The first spotlight cut through the treetops like a blade.
Aris and Riot hit the ground at the same time, bodies flattening into damp earth, lungs burning from the sprint. The chopper passed right over the relay station with a roar, light spearing the concrete shell they'd just abandoned. The beams swept the clearing, then began to crawl toward the tree line.
"Too close," Aris whispered, tasting metal in her mouth.
Riot shifted just enough to look at her, face streaked with dirt, pupils wide in the dim. "They'll circle. They always do a spiral pattern—wide, then tighter."
"How many minutes?"
"Five. Maybe less."
"Then we move now," she said. "Deep into the trees. No straight lines, no open ground."
He huffed a laugh that wasn't really amusement. "You're getting good at this."
"Learning from the best."
"From the most hunted," he corrected.
They crawled first, keeping low until the glare swept past them, then pushed to their feet and ran—no talking, just the sounds of branches snapping underfoot and their own ragged breathing. The woods here were wilder, thicker. Roots grabbed at their boots, low branches whipped their faces, but the cover was dense. Good for hiding. Bad for speed.

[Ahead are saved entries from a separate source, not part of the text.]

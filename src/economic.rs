//! Amount arithmetic and the default subsidy schedule

use crate::constants::*;
use crate::error::{ConsensusError, Result};
use crate::types::*;

/// GetBlockSubsidy: ℕ → ℤ
///
/// Default halving schedule; ledgers with their own schedule override
/// [`crate::chain::ChainView::block_subsidy`].
pub fn get_block_subsidy(height: Natural) -> Amount {
    let halving_period = height / HALVING_INTERVAL;

    // After 64 halvings, subsidy becomes 0
    if halving_period >= 64 {
        return 0;
    }

    INITIAL_SUBSIDY >> halving_period
}

/// Amount lies in `0..=MAX_MONEY`
pub fn money_range(amount: Amount) -> bool {
    (0..=MAX_MONEY).contains(&amount)
}

/// `multiplier * amount`, rejecting overflow and out-of-range results
pub fn checked_payout(multiplier: u32, amount: Amount) -> Result<Amount> {
    if !money_range(amount) {
        return Err(ConsensusError::EconomicValidation(format!(
            "amount {} outside money range",
            amount
        )));
    }
    Amount::from(multiplier).checked_mul(amount).ok_or_else(|| {
        ConsensusError::EconomicValidation(format!("payout {} x {} overflows", multiplier, amount))
    })
}

/// Add two accumulated amounts, rejecting overflow
pub fn checked_add(acc: Amount, amount: Amount) -> Result<Amount> {
    acc.checked_add(amount).ok_or_else(|| {
        ConsensusError::EconomicValidation("amount accumulator overflows".to_string())
    })
}

/// Settlement fee: what the reward covers beyond the declared outputs
pub fn calculate_fee(total_reward: Amount, declared_out: Amount) -> Result<Amount> {
    match total_reward.checked_sub(declared_out) {
        Some(fee) if fee >= 0 => Ok(fee),
        _ => Err(ConsensusError::EconomicValidation("Negative fee".to_string())),
    }
}

/// Saturating `multiplier * amount` for audits where overflow can only mean "too much"
pub fn saturating_payout(multiplier: u32, amount: Amount) -> Amount {
    Amount::from(multiplier).saturating_mul(amount.max(0))
}

#[cfg(test)]
mod tests {
    use super::*;

    #[test]
    fn test_get_block_subsidy_genesis() {
        assert_eq!(get_block_subsidy(0), INITIAL_SUBSIDY);
    }

    #[test]
    fn test_get_block_subsidy_halvings() {
        assert_eq!(get_block_subsidy(HALVING_INTERVAL - 1), INITIAL_SUBSIDY);
        assert_eq!(get_block_subsidy(HALVING_INTERVAL), INITIAL_SUBSIDY / 2);
        assert_eq!(get_block_subsidy(HALVING_INTERVAL * 2), INITIAL_SUBSIDY / 4);
        assert_eq!(get_block_subsidy(HALVING_INTERVAL * 64), 0);
    }

    #[test]
    fn test_checked_payout() {
        assert_eq!(checked_payout(36, 100).unwrap(), 3600);
        assert_eq!(checked_payout(0, 100).unwrap(), 0);
        assert!(checked_payout(2, -1).is_err());
        assert!(checked_payout(2, MAX_MONEY + 1).is_err());
    }

    #[test]
    fn test_checked_payout_overflow() {
        // u32::MAX * MAX_MONEY does not fit in i64
        assert!(checked_payout(u32::MAX, MAX_MONEY).is_err());
    }

    #[test]
    fn test_calculate_fee() {
        assert_eq!(calculate_fee(3600, 3500).unwrap(), 100);
        assert_eq!(calculate_fee(3600, 3600).unwrap(), 0);
        assert!(calculate_fee(3600, 3601).is_err());
    }

    #[test]
    fn test_saturating_payout() {
        assert_eq!(saturating_payout(u32::MAX, i64::MAX), i64::MAX);
        assert_eq!(saturating_payout(3, -5), 0);
        assert_eq!(saturating_payout(3, 700), 2100);
    }

    #[test]
    fn test_money_range() {
        assert!(money_range(0));
        assert!(money_range(MAX_MONEY));
        assert!(!money_range(-1));
    }
}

Behind them, another chopper joined the first. Two sets of rotors now, overlapping, pounding the air.
"They brought backup," Aris said, ducking under a branch.
"Means Merrin's scared," Riot answered, though his voice was tight. "We rattled him."
"Or he's done playing nice."
"Assuming he ever was."
They climbed a ridge, hands grabbing at slick rock. Aris's thighs burned, lungs protesting, but she forced herself up, grabbing the back of Riot's hoodie to keep him from slipping when his foot skidded on wet moss.
"Careful," she hissed.
"Was seeing double for a second." He blinked hard. "Whispers are back."
"How bad?"
"Like being in two rooms at once. Here with you, and back in Westhaven's morgue. Not ideal."
She squeezed his shoulder, fingers digging in. "Stay here. Morgue can wait."
He nodded once, like he was agreeing to an order, and that helped—gave him something solid to push against.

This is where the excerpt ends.